--- EXCERPTED RECORDS Enclosed Below ---
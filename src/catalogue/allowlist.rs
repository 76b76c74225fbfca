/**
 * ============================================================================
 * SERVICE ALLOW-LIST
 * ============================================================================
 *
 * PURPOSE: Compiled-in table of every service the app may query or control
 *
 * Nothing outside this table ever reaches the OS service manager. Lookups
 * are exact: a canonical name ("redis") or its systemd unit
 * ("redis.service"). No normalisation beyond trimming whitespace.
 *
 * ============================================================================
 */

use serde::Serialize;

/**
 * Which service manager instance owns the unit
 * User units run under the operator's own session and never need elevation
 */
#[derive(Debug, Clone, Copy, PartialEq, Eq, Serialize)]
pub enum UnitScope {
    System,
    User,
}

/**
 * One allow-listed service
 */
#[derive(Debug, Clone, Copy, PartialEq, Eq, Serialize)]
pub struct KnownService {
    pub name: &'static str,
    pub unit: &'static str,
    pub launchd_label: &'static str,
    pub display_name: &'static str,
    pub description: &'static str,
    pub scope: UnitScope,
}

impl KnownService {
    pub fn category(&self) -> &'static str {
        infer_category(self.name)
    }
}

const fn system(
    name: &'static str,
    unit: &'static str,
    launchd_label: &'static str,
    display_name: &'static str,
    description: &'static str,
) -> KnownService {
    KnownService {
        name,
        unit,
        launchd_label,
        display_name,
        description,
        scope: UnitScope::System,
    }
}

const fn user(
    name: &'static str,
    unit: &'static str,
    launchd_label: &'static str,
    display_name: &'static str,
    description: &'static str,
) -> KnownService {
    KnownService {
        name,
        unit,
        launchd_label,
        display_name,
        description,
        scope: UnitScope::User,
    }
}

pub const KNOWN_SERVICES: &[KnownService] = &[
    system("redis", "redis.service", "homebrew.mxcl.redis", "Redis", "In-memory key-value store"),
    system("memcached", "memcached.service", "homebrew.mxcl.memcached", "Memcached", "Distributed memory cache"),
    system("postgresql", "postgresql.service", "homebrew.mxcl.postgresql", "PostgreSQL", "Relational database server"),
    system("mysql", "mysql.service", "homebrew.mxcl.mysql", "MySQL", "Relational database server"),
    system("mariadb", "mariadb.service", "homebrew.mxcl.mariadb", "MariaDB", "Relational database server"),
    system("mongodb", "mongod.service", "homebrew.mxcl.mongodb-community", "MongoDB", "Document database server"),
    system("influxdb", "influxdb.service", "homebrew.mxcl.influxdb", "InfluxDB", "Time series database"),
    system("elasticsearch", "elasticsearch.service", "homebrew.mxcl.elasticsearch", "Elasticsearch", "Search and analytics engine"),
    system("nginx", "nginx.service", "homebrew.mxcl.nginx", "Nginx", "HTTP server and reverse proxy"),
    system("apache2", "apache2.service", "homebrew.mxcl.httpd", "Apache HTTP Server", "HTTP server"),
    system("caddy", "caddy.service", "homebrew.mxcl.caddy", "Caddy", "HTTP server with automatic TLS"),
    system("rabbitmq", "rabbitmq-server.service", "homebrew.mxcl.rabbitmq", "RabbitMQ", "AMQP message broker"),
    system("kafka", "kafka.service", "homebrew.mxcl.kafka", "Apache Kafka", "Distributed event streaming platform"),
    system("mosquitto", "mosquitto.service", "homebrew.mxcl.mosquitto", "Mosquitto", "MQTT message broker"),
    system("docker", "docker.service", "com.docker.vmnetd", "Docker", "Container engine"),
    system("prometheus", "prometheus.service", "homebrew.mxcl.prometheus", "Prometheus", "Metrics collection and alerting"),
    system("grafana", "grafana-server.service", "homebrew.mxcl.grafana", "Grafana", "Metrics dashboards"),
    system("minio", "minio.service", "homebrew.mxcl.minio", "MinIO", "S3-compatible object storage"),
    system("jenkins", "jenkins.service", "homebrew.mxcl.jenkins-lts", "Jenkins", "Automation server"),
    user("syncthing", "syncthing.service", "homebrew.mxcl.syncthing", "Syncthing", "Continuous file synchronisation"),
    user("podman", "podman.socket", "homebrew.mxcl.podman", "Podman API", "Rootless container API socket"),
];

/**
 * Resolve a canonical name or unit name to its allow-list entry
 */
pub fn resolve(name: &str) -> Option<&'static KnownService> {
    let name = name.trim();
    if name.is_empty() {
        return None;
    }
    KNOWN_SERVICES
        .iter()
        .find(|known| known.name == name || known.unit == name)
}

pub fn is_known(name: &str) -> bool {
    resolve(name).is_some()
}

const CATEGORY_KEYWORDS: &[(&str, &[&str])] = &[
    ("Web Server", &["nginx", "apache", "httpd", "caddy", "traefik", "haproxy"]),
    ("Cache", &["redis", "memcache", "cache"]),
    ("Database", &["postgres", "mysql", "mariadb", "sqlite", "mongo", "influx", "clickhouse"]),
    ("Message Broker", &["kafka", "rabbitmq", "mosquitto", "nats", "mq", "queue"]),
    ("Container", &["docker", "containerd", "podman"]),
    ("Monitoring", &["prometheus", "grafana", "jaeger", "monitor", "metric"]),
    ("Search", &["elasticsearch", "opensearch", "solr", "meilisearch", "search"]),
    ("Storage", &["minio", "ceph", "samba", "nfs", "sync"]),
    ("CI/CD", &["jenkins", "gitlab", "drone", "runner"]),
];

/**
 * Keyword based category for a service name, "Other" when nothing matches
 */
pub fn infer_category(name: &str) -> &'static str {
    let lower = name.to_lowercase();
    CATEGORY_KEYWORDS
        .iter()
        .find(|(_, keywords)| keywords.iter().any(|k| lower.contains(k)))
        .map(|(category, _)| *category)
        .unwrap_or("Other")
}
--- End of Enclosed EXCERPTED RECORDS ---
> [THE TASK] Exactly as shown, give every record again.

> [RESULT FOR THIS TASK]
filename src/catalogue/allowlist.rs
repository 76b76c74225fbfca
/**
 * ============================================================================
 * SERVICE ALLOW-LIST
 * ============================================================================
 *
 * PURPOSE: Compiled-in table of every service the app may query or control
 *
 * Nothing outside this table ever reaches the OS service manager. Lookups
 * are exact: a canonical name ("redis") or its systemd unit
 * ("redis.service"). No normalisation beyond trimming whitespace.
 *
 * ============================================================================
 */

use serde::Serialize;

/**
 * Which service manager instance owns the unit
 * User units run under the operator's own session and never need elevation
 */
#[derive(Debug, Clone, Copy, PartialEq, Eq, Serialize)]
pub enum UnitScope {
    System,
    User,
}

/**
 * One allow-listed service
 */
#[derive(Debug, Clone, Copy, PartialEq, Eq, Serialize)]
pub struct KnownService {
    pub name: &'static str,
    pub unit: &'static str,
    pub launchd_label: &'static str,
    pub display_name: &'static str,
    pub description: &'static str,
    pub scope: UnitScope,
}

impl KnownService {
    pub fn category(&self) -> &'static str {
        infer_category(self.name)
    }
}

const fn system(
    name: &'static str,
    unit: &'static str,
    launchd_label: &'static str,
    display_name: &'static str,
    description: &'static str,
) -> KnownService {
    KnownService {
        name,
        unit,
        launchd_label,
        display_name,
        description,
        scope: UnitScope::System,
    }
}

const fn user(
    name: &'static str,
    unit: &'static str,
    launchd_label: &'static str,
    display_name: &'static str,
    description: &'static str,
) -> KnownService {
    KnownService {
        name,
        unit,
        launchd_label,
        display_name,
        description,
        scope: UnitScope::User,
    }
}

pub const KNOWN_SERVICES: &[KnownService] = &[
    system("redis", "redis.service", "homebrew.mxcl.redis", "Redis", "In-memory key-value store"),
    system("memcached", "memcached.service", "homebrew.mxcl.memcached", "Memcached", "Distributed memory cache"),
    system("postgresql", "postgresql.service", "homebrew.mxcl.postgresql", "PostgreSQL", "Relational database server"),
    system("mysql", "mysql.service", "homebrew.mxcl.mysql", "MySQL", "Relational database server"),
    system("mariadb", "mariadb.service", "homebrew.mxcl.mariadb", "MariaDB", "Relational database server"),
    system("mongodb", "mongod.service", "homebrew.mxcl.mongodb-community", "MongoDB", "Document database server"),
    system("influxdb", "influxdb.service", "homebrew.mxcl.influxdb", "InfluxDB", "Time series database"),
    system("elasticsearch", "elasticsearch.service", "homebrew.mxcl.elasticsearch", "Elasticsearch", "Search and analytics engine"),
    system("nginx", "nginx.service", "homebrew.mxcl.nginx", "Nginx", "HTTP server and reverse proxy"),
    system("apache2", "apache2.service", "homebrew.mxcl.httpd", "Apache HTTP Server", "HTTP server"),
    system("caddy", "caddy.service", "homebrew.mxcl.caddy", "Caddy", "HTTP server with automatic TLS"),
    system("rabbitmq", "rabbitmq-server.service", "homebrew.mxcl.rabbitmq", "RabbitMQ", "AMQP message broker"),
    system("kafka", "kafka.service", "homebrew.mxcl.kafka", "Apache Kafka", "Distributed event streaming platform"),
    system("mosquitto", "mosquitto.service", "homebrew.mxcl.mosquitto", "Mosquitto", "MQTT message broker"),
    system("docker", "docker.service", "com.docker.vmnetd", "Docker", "Container engine"),
    system("prometheus", "prometheus.service", "homebrew.mxcl.prometheus", "Prometheus", "Metrics collection and alerting"),
    system("grafana", "grafana-server.service", "homebrew.mxcl.grafana", "Grafana", "Metrics dashboards"),
    system("minio", "minio.service", "homebrew.mxcl.minio", "MinIO", "S3-compatible object storage"),
    system("jenkins", "jenkins.service", "homebrew.mxcl.jenkins-lts", "Jenkins", "Automation server"),
    user("syncthing", "syncthing.service", "homebrew.mxcl.syncthing", "Syncthing", "Continuous file synchronisation"),
    user("podman", "podman.socket", "homebrew.mxcl.podman", "Podman API", "Rootless container API socket"),
];

/**
 * Resolve a canonical name or unit name to its allow-list entry
 */
pub fn resolve(name: &str) -> Option<&'static KnownService> {
    let name = name.trim();
    if name.is_empty() {
        return None;
    }
    KNOWN_SERVICES
        .iter()
        .find(|known| known.name == name || known.unit == name)
}

pub fn is_known(name: &str) -> bool {
    resolve(name).is_some()
}

const CATEGORY_KEYWORDS: &[(&str, &[&str])] = &[
    ("Web Server", &["nginx", "apache", "httpd", "caddy", "traefik", "haproxy"]),
    ("Cache", &["redis", "memcache", "cache"]),
    ("Database", &["postgres", "mysql", "mariadb", "sqlite", "mongo", "influx", "clickhouse"]),
    ("Message Broker", &["kafka", "rabbitmq", "mosquitto", "nats", "mq", "queue"]),
    ("Container", &["docker", "containerd", "podman"]),
    ("Monitoring", &["prometheus", "grafana", "jaeger", "monitor", "metric"]),
    ("Search", &["elasticsearch", "opensearch", "solr", "meilisearch", "search"]),
    ("Storage", &["minio", "ceph", "samba", "nfs", "sync"]),
    ("CI/CD", &["jenkins", "gitlab", "drone", "runner"]),
];

/**
 * Keyword based category for a service name, "Other" when nothing matches
 */
pub fn infer_category(name: &str) -> &'static str {
    let lower = name.to_lowercase();
    CATEGORY_KEYWORDS
        .iter()
        .find(|(_, keywords)| keywords.iter().any(|k| lower.contains(k)))
        .map(|(category, _)| *category)
        .unwrap_or("Other")
}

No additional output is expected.